Will graduates have the skills they need?

The Courier-Journal reports that up to 6,000 students may graduate from Jefferson County high schools this June.

Actually, that’s not very good news. You see, the Jefferson County Class of 2013 entered high school four years ago as ninth graders with 8,391 members in attendance.

One year later, this class had already been whittled down to just 7,728 students in the 10th grade.

Even if 6,000 of the Jefferson County survivors of this class graduate, an Averaged Freshman Graduation Rate calculation like that currently used for school accountability in Kentucky shows less than three in four of the first time students in this class will survive to graduation.

Furthermore, one must wonder if the students who do graduate will have more than a hollow piece of paper in their hands after they cross the stage.

The Class of 2013 took the ACT college entrance test one year ago as 11th grade students. With the class further whittled down to only 6,228 students as of the March ACT testing last year, the Kentucky Council on Postsecondary Education’s ACT Benchmark Score results showed that less than half of the class was ready for Freshman English at a Kentucky university or two-year college. Little more than one out of three were ready in math and reading. The rest of these students will likely require non-credit bearing remedial course work if they do move on to postsecondary education, assuming they actually do graduate this June.

‘Academic genocide’ interview at Courier-Journal with Kentucky Commissioner of Education Terry Holliday and Associate Commissioner Susan Allred

The fallout continues from Sunday’s shocker news story where Kentucky Commissioner of Education told the Louisville Courier-Journal that problems in that city’s school system were “academic genocide.”

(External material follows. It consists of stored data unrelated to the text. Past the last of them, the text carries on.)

use crate::model::ItineraryError;
use serde::{Deserialize, Serialize};

/// sizing of the network window searched when repairing a gap.
///
/// the window is the bounding box of the gap's endpoints padded on every side
/// by `margin_miles * multiplier`, where the multiplier is the endpoint
/// separation measured in margins, clamped to
/// `[min_multiplier, max_multiplier]`. the defaults pin the multiplier at 3.
#[derive(Debug, Clone, PartialEq, Serialize, Deserialize)]
#[serde(default)]
pub struct SearchWindowConfig {
    pub margin_miles: f64,
    pub min_multiplier: f64,
    pub max_multiplier: f64,
    /// number of times a failed search is retried with the margin doubled
    pub max_expansions: u32,
}

impl Default for SearchWindowConfig {
    fn default() -> Self {
        Self {
            margin_miles: 1.0,
            min_multiplier: 3.0,
            max_multiplier: 3.0,
            max_expansions: 0,
        }
    }
}

impl SearchWindowConfig {
    pub fn validate(&self) -> Result<(), ItineraryError> {
        if !(self.margin_miles > 0.0) {
            return Err(ItineraryError::ConfigurationError(format!(
                "search margin must be positive, found {}",
                self.margin_miles
            )));
        }
        if self.min_multiplier < 0.0 || self.min_multiplier > self.max_multiplier {
            return Err(ItineraryError::ConfigurationError(format!(
                "search multiplier bounds must satisfy 0 <= min <= max, found [{}, {}]",
                self.min_multiplier, self.max_multiplier
            )));
        }
        Ok(())
    }

    /// padding multiplier for endpoints separated by `distance_miles`.
    pub fn multiplier(&self, distance_miles: f64) -> f64 {
        (distance_miles / self.margin_miles)
            .max(self.min_multiplier)
            .min(self.max_multiplier)
    }
}
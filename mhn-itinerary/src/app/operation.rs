use super::{ConfigFormat, ItineraryCliError};
use crate::config::ItineraryConfig;
use crate::io::read_ops;
use crate::model::Diagnostic;
use crate::output::{writer, RepairGapRow};
use crate::pipeline::{self, PipelineInput};
use clap::Subcommand;
use serde::{Deserialize, Serialize};
use std::path::{Path, PathBuf};

pub const ITINERARY_FILENAME: &str = "itinerary.csv";
pub const PATH_NODES_FILENAME: &str = "path_nodes.csv";
pub const ROUTE_HEADERS_FILENAME: &str = "route_headers.csv";
pub const ALLOWABLE_LINKS_FILENAME: &str = "allowable_links.csv";
pub const DIAGNOSTICS_FILENAME: &str = "diagnostics.csv";
pub const GAPS_FILENAME: &str = "gaps.csv";

#[derive(Debug, Clone, Serialize, Deserialize, Subcommand)]
pub enum ItineraryOperation {
    /// reconcile itineraries with the network and write the repaired outputs
    Process {
        /// route header csv
        #[arg(long)]
        routes: PathBuf,
        /// itinerary segment csv
        #[arg(long)]
        segments: PathBuf,
        /// network link csv
        #[arg(long)]
        links: PathBuf,
        /// network node csv with planar coordinates in feet
        #[arg(long)]
        nodes: PathBuf,
        /// pending project actions csv
        #[arg(long)]
        actions: Option<PathBuf>,
        /// TOML or JSON file with run parameters and correction tables
        #[arg(long)]
        configuration_file: Option<PathBuf>,
        #[arg(long)]
        output_directory: PathBuf,
        /// gzip-compress the output files
        #[arg(long, default_value_t = false)]
        compress: bool,
        #[arg(long, default_value_t = false)]
        overwrite: bool,
    },
    /// check itineraries against the network and report gaps without repair
    Verify {
        #[arg(long)]
        routes: PathBuf,
        #[arg(long)]
        segments: PathBuf,
        #[arg(long)]
        links: PathBuf,
        #[arg(long)]
        nodes: PathBuf,
        #[arg(long)]
        actions: Option<PathBuf>,
        #[arg(long)]
        configuration_file: Option<PathBuf>,
        #[arg(long)]
        output_directory: PathBuf,
        #[arg(long, default_value_t = false)]
        overwrite: bool,
    },
    /// print the default configuration
    DefaultConfig {
        #[arg(value_enum, default_value_t = ConfigFormat::Toml)]
        format: ConfigFormat,
    },
}

impl ItineraryOperation {
    pub fn run(&self, parallelism: usize) -> Result<(), ItineraryCliError> {
        match self {
            ItineraryOperation::Process {
                routes,
                segments,
                links,
                nodes,
                actions,
                configuration_file,
                output_directory,
                compress,
                overwrite,
            } => {
                let config = ItineraryConfig::load(configuration_file.as_deref())?;
                let input = read_input(routes, segments, links, nodes, actions.as_deref())?;
                let output = pipeline::run_pipeline(input, &config, parallelism)?;
                std::fs::create_dir_all(output_directory)?;
                let dir = output_directory.as_path();
                let name = |f: &str| output_filename(f, *compress);
                let formatted = &output.formatted;
                writer::write_rows(dir, &name(ITINERARY_FILENAME), &formatted.itinerary, *overwrite)?;
                writer::write_rows(dir, &name(PATH_NODES_FILENAME), &formatted.path_nodes, *overwrite)?;
                writer::write_rows(dir, &name(ROUTE_HEADERS_FILENAME), &formatted.route_headers, *overwrite)?;
                writer::write_rows(dir, &name(ALLOWABLE_LINKS_FILENAME), &formatted.allowable_links, *overwrite)?;
                writer::write_rows(dir, &name(DIAGNOSTICS_FILENAME), output.diagnostics.as_slice(), *overwrite)?;
                if !output.failures.is_empty() {
                    log::warn!(
                        "{} gap(s) could not be repaired, affected routes are flagged for review",
                        output.failures.len()
                    );
                }
                eprintln!("finished.");
                Ok(())
            }
            ItineraryOperation::Verify {
                routes,
                segments,
                links,
                nodes,
                actions,
                configuration_file,
                output_directory,
                overwrite,
            } => {
                let config = ItineraryConfig::load(configuration_file.as_deref())?;
                let input = read_input(routes, segments, links, nodes, actions.as_deref())?;
                let report = pipeline::run_verification(input, &config);
                std::fs::create_dir_all(output_directory)?;
                let gaps: Vec<RepairGapRow> = report
                    .verification
                    .gaps
                    .iter()
                    .map(RepairGapRow::from)
                    .collect();
                let diagnostics: &[Diagnostic] = report.diagnostics.as_slice();
                writer::write_rows(output_directory, GAPS_FILENAME, &gaps, *overwrite)?;
                writer::write_rows(output_directory, DIAGNOSTICS_FILENAME, diagnostics, *overwrite)?;
                eprintln!(
                    "{} routes, {} matched segments, {} gaps, {} missing nodes",
                    report.routes.len(),
                    report.verification.matched.len(),
                    report.verification.gaps.len(),
                    report.verification.missing_nodes.len()
                );
                Ok(())
            }
            ItineraryOperation::DefaultConfig { format } => {
                let config = ItineraryConfig::default();
                let rendered = match format {
                    ConfigFormat::Toml => toml::to_string_pretty(&config)?,
                    ConfigFormat::Json => serde_json::to_string_pretty(&config)?,
                };
                println!("{rendered}");
                Ok(())
            }
        }
    }
}

fn output_filename(filename: &str, compress: bool) -> String {
    if compress {
        format!("{filename}.gz")
    } else {
        filename.to_string()
    }
}

fn read_input(
    routes: &Path,
    segments: &Path,
    links: &Path,
    nodes: &Path,
    actions: Option<&Path>,
) -> Result<PipelineInput, ItineraryCliError> {
    Ok(PipelineInput {
        routes: read_ops::read_rows("route headers", routes)?,
        segments: read_ops::read_rows("itinerary segments", segments)?,
        links: read_ops::read_rows("network links", links)?,
        nodes: read_ops::read_rows("network nodes", nodes)?,
        actions: read_ops::read_optional_rows("pending actions", actions)?,
    })
}
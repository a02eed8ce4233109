pub mod format_ops;
mod output_rows;
pub mod writer;

pub use format_ops::FormattedOutput;
pub use output_rows::{AllowableLinkRow, ItineraryRow, PathNodeRow, RepairGapRow, RouteHeaderRow};
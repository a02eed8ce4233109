use super::ItineraryOperation;
use clap::Parser;

/// command line tool for reconciling bus itineraries with the MHN
#[derive(Parser)]
#[command(author, version, about, long_about = None)]
#[command(propagate_version = true)]
pub struct ItineraryApp {
    #[command(subcommand)]
    pub op: ItineraryOperation,
    /// number of workers searching replacement paths
    #[arg(long, default_value_t = 1)]
    pub parallelism: usize,
}
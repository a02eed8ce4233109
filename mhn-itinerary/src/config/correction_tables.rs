use crate::model::{ItineraryError, NodeId, TransitMode};
use serde::{Deserialize, Serialize};
use std::collections::HashMap;

/// forces a coded segment of a route through one or two intermediate nodes.
#[derive(Debug, Clone, PartialEq, Serialize, Deserialize)]
pub struct PseudoNodeCorrection {
    pub mode: TransitMode,
    pub route_id: String,
    pub itin_a: NodeId,
    pub itin_b: NodeId,
    /// forced intermediate nodes, in travel order
    pub nodes: Vec<NodeId>,
}

impl PseudoNodeCorrection {
    /// number of sub-segments the corrected segment is split into.
    pub fn segment_count(&self) -> usize {
        self.nodes.len() + 1
    }
}

/// zone-based surcharge charged on boarding a Pace route.
#[derive(Debug, Clone, PartialEq, Serialize, Deserialize)]
pub struct PaceFare {
    pub mode: TransitMode,
    pub route_id: String,
    pub fare: f64,
}

/// static correction data reviewed independently of the pipeline logic. the
/// version tag identifies the feed release the tables were prepared for.
#[derive(Debug, Clone, Default, PartialEq, Serialize, Deserialize)]
#[serde(default)]
pub struct CorrectionTables {
    pub version: Option<String>,
    pub pseudo_nodes: Vec<PseudoNodeCorrection>,
    pub pace_fares: Vec<PaceFare>,
}

pub type PseudoNodeKey<'a> = (TransitMode, &'a str, NodeId, NodeId);

impl CorrectionTables {
    pub fn validate(&self) -> Result<(), ItineraryError> {
        for row in self.pseudo_nodes.iter() {
            if row.nodes.is_empty() || row.nodes.len() > 2 {
                return Err(ItineraryError::ConfigurationError(format!(
                    "pseudo-node correction for route {} {} ({}, {}) must list 1 or 2 nodes, found {}",
                    row.mode,
                    row.route_id,
                    row.itin_a,
                    row.itin_b,
                    row.nodes.len()
                )));
            }
        }
        for row in self.pace_fares.iter() {
            if !row.fare.is_finite() || row.fare < 0.0 {
                return Err(ItineraryError::ConfigurationError(format!(
                    "pace fare for route {} {} must be a non-negative amount, found {}",
                    row.mode, row.route_id, row.fare
                )));
            }
        }
        Ok(())
    }

    /// lookup from (mode, route id, itin_a, itin_b) to the forced nodes.
    pub fn pseudo_node_lookup(&self) -> HashMap<PseudoNodeKey<'_>, &[NodeId]> {
        self.pseudo_nodes
            .iter()
            .map(|row| {
                (
                    (row.mode, row.route_id.as_str(), row.itin_a, row.itin_b),
                    row.nodes.as_slice(),
                )
            })
            .collect()
    }

    /// lookup from (mode, route id) to the zone fare.
    pub fn pace_fare_lookup(&self) -> HashMap<(TransitMode, &str), f64> {
        self.pace_fares
            .iter()
            .map(|row| ((row.mode, row.route_id.as_str()), row.fare))
            .collect()
    }
}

Yesterday, the Jefferson County Board of Education held scheduled meeting where the city’s education leaders continued to conduct business in a way Holliday characterized today as being “still all about the adults.”

Today, the Courier-Journal’s editorial board met with Holliday and Allred in an hour-long webcast interview you can access here. There are many important points discussed in the interview, but here are a few highlights to look for with the approximate time in the webcast where you can find them:

09:50 Principals in the first cohort of schools did not apply the ReStaffing option properly. Also, principals were supposed to have lots of autonomy in making staffing decisions, but that didn’t happen. 30-60-90 day plans to evaluate improvement and make changes were required, but not consistently implanted. At around 17:30 into the interview it is pointed out that 30-60-90 day plans “lapsed” in some of the schools, which hampered further improvement.

13:06 Allred starts discussion of the interference principals in the first cohort schools faced during hiring of new teachers, making reference to a report from the Kentucky Office of Education Accountability for a reference. Instead of having full flexibility, principals were restricted to hire only from an “overstaffing list.” As a consequence, Allred said that principals could not go recruit the teachers they needed. There is more discussion on this topic around 48:12 into the interview. The bottom line was a lot of first-year intern teachers wound up in these very low-performing schools. Per the OEA report, that did not meet the requirements of House Bill 176 from the 2010 Regular Legislative Session, which established the Persistently Low-Achieving Schools program.

13:48 Allred says it was difficult to get state provided guides and coaches into the classrooms of the Cohort 1 schools. She goes on to say there is better collaboration now, but progress was slow as a consequence.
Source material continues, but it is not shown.